RECORDS FOR THE TASK –
+-------+
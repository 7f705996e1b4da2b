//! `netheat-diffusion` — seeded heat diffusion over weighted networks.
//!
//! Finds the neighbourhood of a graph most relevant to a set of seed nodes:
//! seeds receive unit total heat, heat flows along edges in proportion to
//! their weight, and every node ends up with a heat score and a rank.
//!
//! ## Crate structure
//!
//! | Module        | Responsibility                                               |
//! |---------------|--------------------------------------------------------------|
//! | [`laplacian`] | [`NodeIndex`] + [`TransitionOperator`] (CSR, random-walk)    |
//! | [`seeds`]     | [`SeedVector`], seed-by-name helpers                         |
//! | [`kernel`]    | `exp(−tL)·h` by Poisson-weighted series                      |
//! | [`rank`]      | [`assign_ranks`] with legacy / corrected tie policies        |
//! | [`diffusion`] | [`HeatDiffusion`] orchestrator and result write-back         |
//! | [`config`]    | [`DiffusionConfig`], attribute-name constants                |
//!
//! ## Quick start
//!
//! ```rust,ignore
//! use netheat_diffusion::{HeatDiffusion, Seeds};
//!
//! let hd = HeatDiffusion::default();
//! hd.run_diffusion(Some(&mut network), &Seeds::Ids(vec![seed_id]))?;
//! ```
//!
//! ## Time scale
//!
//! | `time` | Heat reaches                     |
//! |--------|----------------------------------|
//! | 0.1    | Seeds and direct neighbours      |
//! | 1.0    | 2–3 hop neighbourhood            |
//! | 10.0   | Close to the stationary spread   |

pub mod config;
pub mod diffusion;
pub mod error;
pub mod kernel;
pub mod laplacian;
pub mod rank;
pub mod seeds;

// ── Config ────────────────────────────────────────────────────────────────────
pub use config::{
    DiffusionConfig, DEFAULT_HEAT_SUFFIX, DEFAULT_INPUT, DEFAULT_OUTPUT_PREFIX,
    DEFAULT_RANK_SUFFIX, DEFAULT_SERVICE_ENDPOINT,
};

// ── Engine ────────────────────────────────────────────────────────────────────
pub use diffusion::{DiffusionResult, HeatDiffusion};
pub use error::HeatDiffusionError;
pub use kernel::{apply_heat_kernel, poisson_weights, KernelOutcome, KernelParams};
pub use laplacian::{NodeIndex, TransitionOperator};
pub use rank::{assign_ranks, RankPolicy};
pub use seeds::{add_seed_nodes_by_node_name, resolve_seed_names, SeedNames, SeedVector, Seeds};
+-------+
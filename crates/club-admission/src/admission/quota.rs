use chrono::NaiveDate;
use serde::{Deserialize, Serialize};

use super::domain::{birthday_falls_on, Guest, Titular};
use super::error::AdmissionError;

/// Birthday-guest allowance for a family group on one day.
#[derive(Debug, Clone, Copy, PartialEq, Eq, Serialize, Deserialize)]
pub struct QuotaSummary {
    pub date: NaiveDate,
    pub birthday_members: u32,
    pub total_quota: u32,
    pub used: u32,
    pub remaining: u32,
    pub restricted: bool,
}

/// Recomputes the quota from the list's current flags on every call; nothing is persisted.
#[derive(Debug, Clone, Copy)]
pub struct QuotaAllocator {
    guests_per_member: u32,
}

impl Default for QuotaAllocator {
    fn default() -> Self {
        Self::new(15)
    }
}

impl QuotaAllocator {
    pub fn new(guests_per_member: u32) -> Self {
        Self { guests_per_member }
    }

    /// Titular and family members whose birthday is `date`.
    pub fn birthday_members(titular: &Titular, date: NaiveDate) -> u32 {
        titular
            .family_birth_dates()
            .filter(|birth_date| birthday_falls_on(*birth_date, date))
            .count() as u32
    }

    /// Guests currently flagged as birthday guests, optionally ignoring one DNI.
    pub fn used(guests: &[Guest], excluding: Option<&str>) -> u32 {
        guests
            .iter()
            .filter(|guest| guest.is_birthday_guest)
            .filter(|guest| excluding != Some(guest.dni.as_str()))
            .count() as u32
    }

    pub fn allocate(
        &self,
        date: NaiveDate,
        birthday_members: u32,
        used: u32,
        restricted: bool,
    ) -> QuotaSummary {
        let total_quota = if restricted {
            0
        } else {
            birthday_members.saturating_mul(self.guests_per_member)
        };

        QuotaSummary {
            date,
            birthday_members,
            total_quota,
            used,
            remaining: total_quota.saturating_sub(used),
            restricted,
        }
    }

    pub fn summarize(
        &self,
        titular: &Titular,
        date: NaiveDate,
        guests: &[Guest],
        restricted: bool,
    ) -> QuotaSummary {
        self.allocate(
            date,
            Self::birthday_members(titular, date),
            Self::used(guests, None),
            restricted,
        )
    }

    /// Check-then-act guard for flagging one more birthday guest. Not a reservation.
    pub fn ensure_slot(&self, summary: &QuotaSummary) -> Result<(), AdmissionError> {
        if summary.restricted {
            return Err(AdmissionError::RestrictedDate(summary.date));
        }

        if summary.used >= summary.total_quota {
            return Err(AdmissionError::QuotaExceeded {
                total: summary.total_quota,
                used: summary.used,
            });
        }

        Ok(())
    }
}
+-------+
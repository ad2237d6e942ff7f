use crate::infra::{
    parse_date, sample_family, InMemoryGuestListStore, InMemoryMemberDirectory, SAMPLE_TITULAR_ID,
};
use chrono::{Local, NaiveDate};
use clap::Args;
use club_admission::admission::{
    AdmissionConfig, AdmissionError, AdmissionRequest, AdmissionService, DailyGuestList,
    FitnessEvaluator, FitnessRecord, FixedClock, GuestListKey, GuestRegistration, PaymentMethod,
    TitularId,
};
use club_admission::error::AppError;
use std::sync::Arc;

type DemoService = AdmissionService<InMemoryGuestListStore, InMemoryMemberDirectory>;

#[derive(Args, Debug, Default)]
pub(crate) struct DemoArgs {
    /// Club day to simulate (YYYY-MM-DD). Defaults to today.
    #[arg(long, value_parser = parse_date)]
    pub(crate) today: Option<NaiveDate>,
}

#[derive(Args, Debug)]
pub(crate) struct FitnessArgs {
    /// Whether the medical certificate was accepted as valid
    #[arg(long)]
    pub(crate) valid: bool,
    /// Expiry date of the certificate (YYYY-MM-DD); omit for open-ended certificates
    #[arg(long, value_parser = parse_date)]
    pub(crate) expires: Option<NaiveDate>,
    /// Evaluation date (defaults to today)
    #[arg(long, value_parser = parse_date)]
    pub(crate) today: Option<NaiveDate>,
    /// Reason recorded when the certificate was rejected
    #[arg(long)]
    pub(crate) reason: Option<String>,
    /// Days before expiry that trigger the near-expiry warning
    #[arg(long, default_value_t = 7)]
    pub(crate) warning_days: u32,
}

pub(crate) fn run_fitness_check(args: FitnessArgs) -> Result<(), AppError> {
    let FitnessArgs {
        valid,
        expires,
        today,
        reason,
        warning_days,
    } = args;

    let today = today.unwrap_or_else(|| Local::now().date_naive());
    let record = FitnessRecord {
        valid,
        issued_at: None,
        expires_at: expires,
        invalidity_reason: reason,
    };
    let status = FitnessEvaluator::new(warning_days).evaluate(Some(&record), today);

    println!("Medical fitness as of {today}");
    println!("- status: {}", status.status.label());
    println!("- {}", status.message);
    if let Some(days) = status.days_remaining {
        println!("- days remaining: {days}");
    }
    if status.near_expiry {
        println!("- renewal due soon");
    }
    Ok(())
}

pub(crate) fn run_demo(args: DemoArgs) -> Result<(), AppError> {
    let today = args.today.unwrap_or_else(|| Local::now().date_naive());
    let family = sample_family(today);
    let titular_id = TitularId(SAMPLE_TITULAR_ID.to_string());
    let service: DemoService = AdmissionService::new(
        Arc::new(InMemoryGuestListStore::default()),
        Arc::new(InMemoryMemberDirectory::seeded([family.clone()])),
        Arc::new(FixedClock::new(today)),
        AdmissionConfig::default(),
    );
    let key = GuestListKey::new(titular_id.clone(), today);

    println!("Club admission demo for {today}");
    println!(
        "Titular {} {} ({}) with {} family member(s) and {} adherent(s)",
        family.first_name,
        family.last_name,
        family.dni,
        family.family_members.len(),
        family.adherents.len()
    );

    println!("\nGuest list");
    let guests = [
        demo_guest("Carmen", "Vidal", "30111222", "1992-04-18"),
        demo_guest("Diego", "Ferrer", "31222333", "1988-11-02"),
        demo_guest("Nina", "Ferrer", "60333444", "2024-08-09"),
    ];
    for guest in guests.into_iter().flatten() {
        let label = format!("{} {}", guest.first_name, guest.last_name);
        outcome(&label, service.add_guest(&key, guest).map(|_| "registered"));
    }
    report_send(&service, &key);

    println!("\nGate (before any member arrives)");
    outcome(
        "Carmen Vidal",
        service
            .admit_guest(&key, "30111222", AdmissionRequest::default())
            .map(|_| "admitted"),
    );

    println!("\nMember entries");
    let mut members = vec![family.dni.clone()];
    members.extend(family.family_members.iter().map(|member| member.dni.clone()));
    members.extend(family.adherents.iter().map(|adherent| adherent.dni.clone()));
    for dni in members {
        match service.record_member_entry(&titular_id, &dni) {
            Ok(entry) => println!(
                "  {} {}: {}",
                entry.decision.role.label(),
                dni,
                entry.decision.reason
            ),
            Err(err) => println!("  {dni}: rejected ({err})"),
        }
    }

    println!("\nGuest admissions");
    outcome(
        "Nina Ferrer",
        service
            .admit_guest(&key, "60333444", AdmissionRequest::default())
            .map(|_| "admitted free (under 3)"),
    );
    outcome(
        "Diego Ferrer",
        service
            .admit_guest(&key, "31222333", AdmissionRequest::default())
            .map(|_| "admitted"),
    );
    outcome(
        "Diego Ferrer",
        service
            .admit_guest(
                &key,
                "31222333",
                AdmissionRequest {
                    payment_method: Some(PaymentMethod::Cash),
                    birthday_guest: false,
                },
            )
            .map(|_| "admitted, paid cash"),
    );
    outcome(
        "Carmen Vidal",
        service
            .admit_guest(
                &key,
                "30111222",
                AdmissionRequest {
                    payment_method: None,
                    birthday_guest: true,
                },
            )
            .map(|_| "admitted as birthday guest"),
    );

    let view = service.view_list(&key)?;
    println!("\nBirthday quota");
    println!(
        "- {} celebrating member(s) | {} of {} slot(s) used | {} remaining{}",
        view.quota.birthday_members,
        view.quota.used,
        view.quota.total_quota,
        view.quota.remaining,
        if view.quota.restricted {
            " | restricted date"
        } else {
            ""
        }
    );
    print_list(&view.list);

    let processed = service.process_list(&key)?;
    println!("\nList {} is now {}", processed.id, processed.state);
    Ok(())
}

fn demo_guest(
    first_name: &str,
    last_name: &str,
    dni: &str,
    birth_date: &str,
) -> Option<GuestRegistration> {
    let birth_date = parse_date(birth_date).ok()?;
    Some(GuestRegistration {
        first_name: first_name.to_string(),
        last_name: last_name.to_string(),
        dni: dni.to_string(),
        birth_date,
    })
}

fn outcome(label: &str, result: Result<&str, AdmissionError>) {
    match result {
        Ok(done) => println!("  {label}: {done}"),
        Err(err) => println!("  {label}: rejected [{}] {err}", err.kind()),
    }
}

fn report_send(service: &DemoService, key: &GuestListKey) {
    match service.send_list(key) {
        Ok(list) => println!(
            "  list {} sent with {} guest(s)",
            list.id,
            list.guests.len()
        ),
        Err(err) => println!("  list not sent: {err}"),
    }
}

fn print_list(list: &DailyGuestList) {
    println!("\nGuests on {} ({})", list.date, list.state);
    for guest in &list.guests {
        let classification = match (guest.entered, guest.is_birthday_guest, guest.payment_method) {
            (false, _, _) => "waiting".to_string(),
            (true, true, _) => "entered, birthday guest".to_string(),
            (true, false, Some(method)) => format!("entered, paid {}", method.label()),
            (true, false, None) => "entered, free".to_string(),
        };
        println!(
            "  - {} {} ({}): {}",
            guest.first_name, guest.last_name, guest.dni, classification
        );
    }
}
+-------+
TASK BRIEF –
Among the records, find every line with the word "DiffusionConfig" and copy it.

ANSWER –
//! | [`config`]    | [`DiffusionConfig`], attribute-name constants                |
    DiffusionConfig, DEFAULT_HEAT_SUFFIX, DEFAULT_INPUT, DEFAULT_OUTPUT_PREFIX,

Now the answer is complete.